Association Between Type of Sedation and the Adverse Events Associated with Gastrointestinal Endoscopy: An Analysis of Five Years’ Data from a Tertiary Center in the USA

This is a retrospective, single institution study, based in the analysis of more than 70000 procedures. A total of 163 adverse events were reported including 13 cases of cardiac arrest. The analysis shows that propofol anesthesia was associated with more incidence of adverse events than midazolam-fentanyl combined. It might look controversial although several factors still need to be considered.

Dexmedetomidine vs Propofol-Remifentanil Conscious Sedation for Awake Craniotomy: A Prospective Randomized Controlled Trial

Another successful application of dexmedetomidine as a sedative agent in the clinical setting, in this case for awake craniotomies. Dexmedetomidine exhibits similar efficacy as the combination of propofol and remifentanil but with a significantly less number of respiratory depression related events.

Quality Measures for the Care of Pediatric Patients with Obstructive Sleep Apnea

This document describes measurement methods for five desirable process measures: assessment of symptoms and risk factors of OSA, initiation of an evidence-based action plan, objective evaluation of high-risk children with OSA by obtaining a polysomnogram (PSG), reassessment of signs and symptoms of OSA within 12 months, and documentation of objective assessment of positive airway pressure adherence. When these five process measures are met, clinicians should be able to achieve the two defined outcomes: improve detection of childhood OSA and reduce signs and symptoms of OSA after initiation of a management plan.

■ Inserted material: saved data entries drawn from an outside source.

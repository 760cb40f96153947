use hashcash_store::StoreError;
use hashcash_types::{Fingerprint, StampError};
use thiserror::Error;

#[derive(Debug, Error)]
pub enum HashcashError {
    #[error("invalid configuration: {0}")]
    InvalidConfig(String),

    #[error("invalid stamp header: {0}")]
    InvalidHeader(#[from] StampError),

    #[error("stamp digest has {actual} leading zero bits, {required} required")]
    NoCollision { required: u32, actual: u32 },

    #[error("stamp timestamp {0:?} is outside the accepted window")]
    Timestamp(String),

    #[error("resource {0:?} rejected by policy")]
    ResourceFail(String),

    #[error("stamp {0} has already been spent")]
    Spent(Fingerprint),

    #[error("attempt did not meet the required difficulty")]
    SolutionFail,

    #[error("spent ledger failure: {0}")]
    Store(#[from] StoreError),
}

impl HashcashError {
    /// Whether this is a verdict about the stamp, as opposed to a
    /// configuration or infrastructure failure.
    pub fn is_rejection(&self) -> bool {
        matches!(
            self,
            HashcashError::InvalidHeader(_)
                | HashcashError::NoCollision { .. }
                | HashcashError::Timestamp(_)
                | HashcashError::ResourceFail(_)
                | HashcashError::Spent(_)
        )
    }
}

Sleep Disordered Breathing and Academic Performance: A Meta-Analysis

Clear links between SDB and poorer academic performance in school-age children are demonstrated. ES statistics were in the small to medium range, but nevertheless the findings serve to highlight to parents, teachers, and clinicians that SDB in children may contribute to academic difficulties some children face.

Anesthesiological Considerations for Children with Obstructive Sleep Apnea

Perioperative deaths in children with OSA occur at a low frequency. Hypoxia-induced opioid sensitivity combined with an approximate 1-2% incidence of rapid conversion of codeine to morphine suggest the need for new approaches for providing preoperative assessment of risk, extended postoperative observation and the need for alternative opioids to codeine. Additionally, new less painful surgical approaches may help to reduce postoperative opioid requirements and therefore perhaps less risk for opiate-induced apnea in this vulnerable population.